A few years after this, I was driving down the main street one Saturday afternoon, when suddenly a car swerved into me attempting to push me to oncoming traffic. Feeling a surge of fear, my head swung to my left, in what felt like slow motion and I saw Sheep, with what can only be described as an evil leer breaking her freckled face. She was sitting half turned toward me, in the passenger seat of the car that was trying to wipe me out. The driver was a stringy looking type, who looked like he came from the bad end of town. Like he had never got quite enough food as he was growing up. I pushed the accelerator as the car swerved into me a few more times.
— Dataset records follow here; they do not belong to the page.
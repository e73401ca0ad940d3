//! Per-frame render state.
//!
//! [`RenderContext`] holds what the renderer knows about the frame in
//! flight: the active pass, the camera it enabled last (captured as a
//! [`CameraState`] so scratch cameras work the same as scene cameras), the
//! layer filter and the full viewport. [`DrawContext`] is the narrow view
//! handed to materials while they draw one instance.

use glam::{Mat4, Vec3, Vec4};

use crate::backend::{DrawCall, GpuBackend, PipelineState, RenderTarget, Viewport};
use crate::renderer::RenderPass;
use crate::resources::MaterialKey;
use crate::scene::{Camera, CameraKey, Frustum, SceneUniforms};

/// Snapshot of an enabled camera.
#[derive(Debug, Clone)]
pub struct CameraState {
    /// `None` for scratch cameras (cube map faces, shadow cameras).
    pub key: Option<CameraKey>,
    pub eye: Vec3,
    pub view: Mat4,
    pub projection: Mat4,
    pub view_projection: Mat4,
    pub frustum: Frustum,
    pub layers: u32,
    pub rendering_index: i32,
    pub overwrite_material: Option<MaterialKey>,
    /// Pixel viewport the camera renders into.
    pub viewport: Viewport,
    pub background: Vec4,
    pub clear_color: bool,
    pub clear_depth: bool,
}

impl CameraState {
    /// Captures an up-to-date camera.
    pub(crate) fn capture(camera: &mut Camera, key: Option<CameraKey>, viewport: Viewport) -> Self {
        camera.update_matrices(false);
        Self {
            key,
            eye: camera.get_eye(),
            view: camera.cached_view_matrix(),
            projection: camera.cached_projection_matrix(),
            view_projection: camera.cached_view_projection_matrix(),
            frustum: *camera.frustum(),
            layers: camera.layers,
            rendering_index: camera.rendering_index(),
            overwrite_material: camera.overwrite_material,
            viewport,
            background: camera.background_color,
            clear_color: camera.clear_color,
            clear_depth: camera.clear_depth,
        }
    }

    /// Bit OR-ed into the visibility mask of instances this camera sees.
    #[must_use]
    pub fn visibility_flag(&self) -> u32 {
        if self.rendering_index < 0 {
            return 0;
        }
        1u32.checked_shl(self.rendering_index as u32).unwrap_or(0)
    }
}

/// State of the frame being rendered.
#[derive(Debug, Clone, Default)]
pub struct RenderContext {
    pub pass: RenderPass,
    pub camera: Option<CameraState>,
    /// `camera.layers & settings.layers` of the enabled camera.
    pub layers_filter: u32,
    /// Viewport of the whole drawing area for this frame.
    pub full_viewport: Viewport,
    /// Cameras rendered this frame, in order.
    pub cameras: Vec<CameraKey>,
    /// Target bound by the renderer (`None` = screen).
    pub target: Option<RenderTarget>,
}

/// What a material may touch while drawing an instance.
pub struct DrawContext<'a> {
    backend: &'a mut dyn GpuBackend,
    pub camera: &'a CameraState,
    pub uniforms: &'a SceneUniforms,
    /// Shader blocks enabled for the whole frame.
    pub shader_blocks: &'a [String],
    pub pass: RenderPass,
    draw_calls: usize,
}

impl<'a> DrawContext<'a> {
    pub(crate) fn new(
        backend: &'a mut dyn GpuBackend,
        camera: &'a CameraState,
        uniforms: &'a SceneUniforms,
        shader_blocks: &'a [String],
        pass: RenderPass,
    ) -> Self {
        Self {
            backend,
            camera,
            uniforms,
            shader_blocks,
            pass,
            draw_calls: 0,
        }
    }

    pub fn apply_state(&mut self, state: &PipelineState) {
        self.backend.apply_state(state);
    }

    pub fn draw(&mut self, call: &DrawCall) {
        self.draw_calls += 1;
        self.backend.draw(call);
    }

    /// Raw backend access for materials that need more than draws.
    pub fn backend(&mut self) -> &mut dyn GpuBackend {
        &mut *self.backend
    }

    /// Draws issued through this context.
    #[must_use]
    pub fn draw_calls(&self) -> usize {
        self.draw_calls
    }

    /// True when `block` was enabled for the frame.
    #[must_use]
    pub fn has_shader_block(&self, block: &str) -> bool {
        self.shader_blocks.iter().any(|b| b == block)
    }
}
But, it was that day that I decided to leave town. And I did. But, imagine, all these years later, these incidents still sit inside my stomach: undigested and bitter.
About a year after this, I saw Flower who had also left town to attend university. And when I mentioned the day on the stairs to her and the subsequent happenings, she brushed it off. She did not remember she said. To me, it is one of life’s great ironies and perhaps jokes, that Flower became a psychologist; a person who helps people. And, yet, when I think of her, as I may do rarely, I recall how she scuttled off that day and left me alone, after I had tried to help her, to the pack of bullies. Without even a backward glance.
Interestingly, the Sheep has become aware of me lately and has appeared to panic: “friendships” were discarded. Was it to hide her lair, her Shakespearean hollow? Or, an attack of belated conscience so many years later?